--- WHAT IS EXPECTED ---
Using the data that follows, return exactly the lines from the one that contains "let text = std::fs::read_to_string(path)" through the one that contains "serde_json::from_str(&text)", ends included.
(DATA SHOWN begins)
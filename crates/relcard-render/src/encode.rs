//! Surface to file bytes.
//!
//! PNG goes through the `png` crate with fixed settings so identical pixels
//! always produce identical bytes. JPEG and WEBP go through `image`.

use std::io::Write;

use image::codecs::jpeg::JpegEncoder;
use image::codecs::webp::WebPEncoder;
use image::{ExtendedColorType, ImageEncoder};
use png::{BitDepth, ColorType, Compression, Encoder, FilterType};
use relcard_spec::ImageFormat;
use thiserror::Error;

use crate::surface::Surface;

/// Highest JPEG quality, used unless configured otherwise.
pub const DEFAULT_JPEG_QUALITY: u8 = 100;

/// Errors from encoding.
#[derive(Debug, Error)]
pub enum EncodeError {
    #[error("PNG encoding error: {0}")]
    Png(#[from] png::EncodingError),

    #[error("{format} encoding error: {source}")]
    Image {
        format: ImageFormat,
        #[source]
        source: image::ImageError,
    },

    #[error("Invalid JPEG quality {0}: expected 1-100")]
    InvalidQuality(u8),
}

/// PNG settings. Fixed values keep output byte-identical.
#[derive(Debug, Clone)]
pub struct PngConfig {
    pub compression: Compression,
    pub filter: FilterType,
}

impl Default for PngConfig {
    fn default() -> Self {
        Self {
            compression: Compression::Default,
            filter: FilterType::NoFilter,
        }
    }
}

impl PngConfig {
    /// Smaller files, slower encode.
    pub fn best_compression() -> Self {
        Self {
            compression: Compression::Best,
            filter: FilterType::Paeth,
        }
    }
}

/// Per-format encoder settings.
#[derive(Debug, Clone)]
pub struct EncodeConfig {
    /// 1-100.
    pub jpeg_quality: u8,
    pub png: PngConfig,
}

impl Default for EncodeConfig {
    fn default() -> Self {
        Self {
            jpeg_quality: DEFAULT_JPEG_QUALITY,
            png: PngConfig::default(),
        }
    }
}

/// Encode `surface` as `format`. `Jpg` is the same encoder as `Jpeg`.
pub fn encode(surface: Surface, format: ImageFormat, config: &EncodeConfig) -> Result<Vec<u8>, EncodeError> {
    let (width, height) = (surface.width(), surface.height());
    let rgba = surface.into_rgba8();
    let mut out = Vec::new();

    match format {
        ImageFormat::Png => write_png(&rgba, width, height, &mut out, &config.png)?,
        ImageFormat::Jpeg | ImageFormat::Jpg => {
            if !(1..=100).contains(&config.jpeg_quality) {
                return Err(EncodeError::InvalidQuality(config.jpeg_quality));
            }
            let rgb = flatten_onto_black(&rgba);
            JpegEncoder::new_with_quality(&mut out, config.jpeg_quality)
                .write_image(&rgb, width, height, ExtendedColorType::Rgb8)
                .map_err(|source| EncodeError::Image { format, source })?;
        }
        ImageFormat::Webp => {
            WebPEncoder::new_lossless(&mut out)
                .write_image(&rgba, width, height, ExtendedColorType::Rgba8)
                .map_err(|source| EncodeError::Image { format, source })?;
        }
    }

    Ok(out)
}

/// Write demultiplied RGBA rows as an 8-bit PNG.
pub fn write_png<W: Write>(
    rgba: &[u8],
    width: u32,
    height: u32,
    writer: W,
    config: &PngConfig,
) -> Result<(), EncodeError> {
    let mut encoder = Encoder::new(writer, width, height);
    encoder.set_color(ColorType::Rgba);
    encoder.set_depth(BitDepth::Eight);
    encoder.set_compression(config.compression);
    encoder.set_filter(config.filter);

    // No timestamps or other variable chunks are written.
    let mut png_writer = encoder.write_header()?;
    png_writer.write_image_data(rgba)?;
    Ok(())
}

/// JPEG has no alpha channel; translucent pixels are composited over black.
fn flatten_onto_black(rgba: &[u8]) -> Vec<u8> {
    let mut rgb = Vec::with_capacity(rgba.len() / 4 * 3);
    for pixel in rgba.chunks_exact(4) {
        let alpha = u16::from(pixel[3]);
        for &channel in &pixel[..3] {
            rgb.push(((u16::from(channel) * alpha + 127) / 255) as u8);
        }
    }
    rgb
}
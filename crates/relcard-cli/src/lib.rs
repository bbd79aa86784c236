//! relcard CLI library.
//!
//! Command implementations for the `relcard` binary: one-shot generation to
//! a file and the HTTP endpoint, plus configuration and logging setup.

pub mod commands;
pub mod config;
pub mod logging;
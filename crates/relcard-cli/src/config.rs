//! Server configuration: defaults, JSON file, then command-line overrides.

use std::path::{Path, PathBuf};
use std::time::Duration;

use anyhow::{bail, Context, Result};
use relcard_render::encode::DEFAULT_JPEG_QUALITY;
use serde::{Deserialize, Serialize};

pub const DEFAULT_HOST: &str = "127.0.0.1";
pub const DEFAULT_PORT: u16 = 4321;
pub const DEFAULT_FONTS_DIR: &str = "./fonts";

/// Settings for `relcard serve`.
#[derive(Debug, Clone, PartialEq, Serialize, Deserialize)]
#[serde(default, deny_unknown_fields)]
pub struct ServerConfig {
    pub host: String,
    pub port: u16,
    pub fonts_dir: PathBuf,
    /// Renders allowed to run at once; further requests wait.
    pub max_concurrent_renders: usize,
    /// Per-request render limit; 0 disables it.
    pub request_timeout_secs: u64,
    pub jpeg_quality: u8,
}

impl Default for ServerConfig {
    fn default() -> Self {
        Self {
            host: DEFAULT_HOST.to_string(),
            port: DEFAULT_PORT,
            fonts_dir: PathBuf::from(DEFAULT_FONTS_DIR),
            max_concurrent_renders: 4,
            request_timeout_secs: 30,
            jpeg_quality: DEFAULT_JPEG_QUALITY,
        }
    }
}

/// Values given on the command line; each replaces the file value when set.
#[derive(Debug, Clone, Default)]
pub struct ServerOverrides {
    pub host: Option<String>,
    pub port: Option<u16>,
    pub fonts_dir: Option<PathBuf>,
    pub max_concurrent_renders: Option<usize>,
    pub request_timeout_secs: Option<u64>,
    pub jpeg_quality: Option<u8>,
}

impl ServerConfig {
    /// Read a JSON config file. Missing fields take defaults; unknown ones are errors.
    pub fn from_file(path: &Path) -> Result<Self> {
        let text = std::fs::read_to_string(path)
            .with_context(|| format!("Failed to read config file: {}", path.display()))?;
        serde_json::from_str(&text)
            .with_context(|| format!("Failed to parse config file: {}", path.display()))
    }

    /// Defaults, then `path` if given, then `overrides`; validated.
    pub fn load(path: Option<&Path>, overrides: ServerOverrides) -> Result<Self> {
        let mut config = match path {
            Some(path) => Self::from_file(path)?,
            None => Self::default(),
        };
        config.apply(overrides);
        config.validate()?;
        Ok(config)
    }

    pub fn apply(&mut self, overrides: ServerOverrides) {
        if let Some(host) = overrides.host {
            self.host = host;
        }
        if let Some(port) = overrides.port {
            self.port = port;
        }
        if let Some(dir) = overrides.fonts_dir {
            self.fonts_dir = dir;
        }
        if let Some(limit) = overrides.max_concurrent_renders {
            self.max_concurrent_renders = limit;
        }
        if let Some(secs) = overrides.request_timeout_secs {
            self.request_timeout_secs = secs;
        }
        if let Some(quality) = overrides.jpeg_quality {
            self.jpeg_quality = quality;
        }
    }

    pub fn validate(&self) -> Result<()> {
        if self.max_concurrent_renders == 0 {
            bail!("max_concurrent_renders must be at least 1");
        }
        if !(1..=100).contains(&self.jpeg_quality) {
            bail!("jpeg_quality must be between 1 and 100, got {}", self.jpeg_quality);
        }
        Ok(())
    }

    pub fn request_timeout(&self) -> Option<Duration> {
        (self.request_timeout_secs > 0).then(|| Duration::from_secs(self.request_timeout_secs))
    }

    pub fn bind_address(&self) -> String {
        format!("{}:{}", self.host, self.port)
    }
}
(DATA SHOWN ends)
--- WRITTEN SOLUTION ---
        let text = std::fs::read_to_string(path)
            .with_context(|| format!("Failed to read config file: {}", path.display()))?;
        serde_json::from_str(&text)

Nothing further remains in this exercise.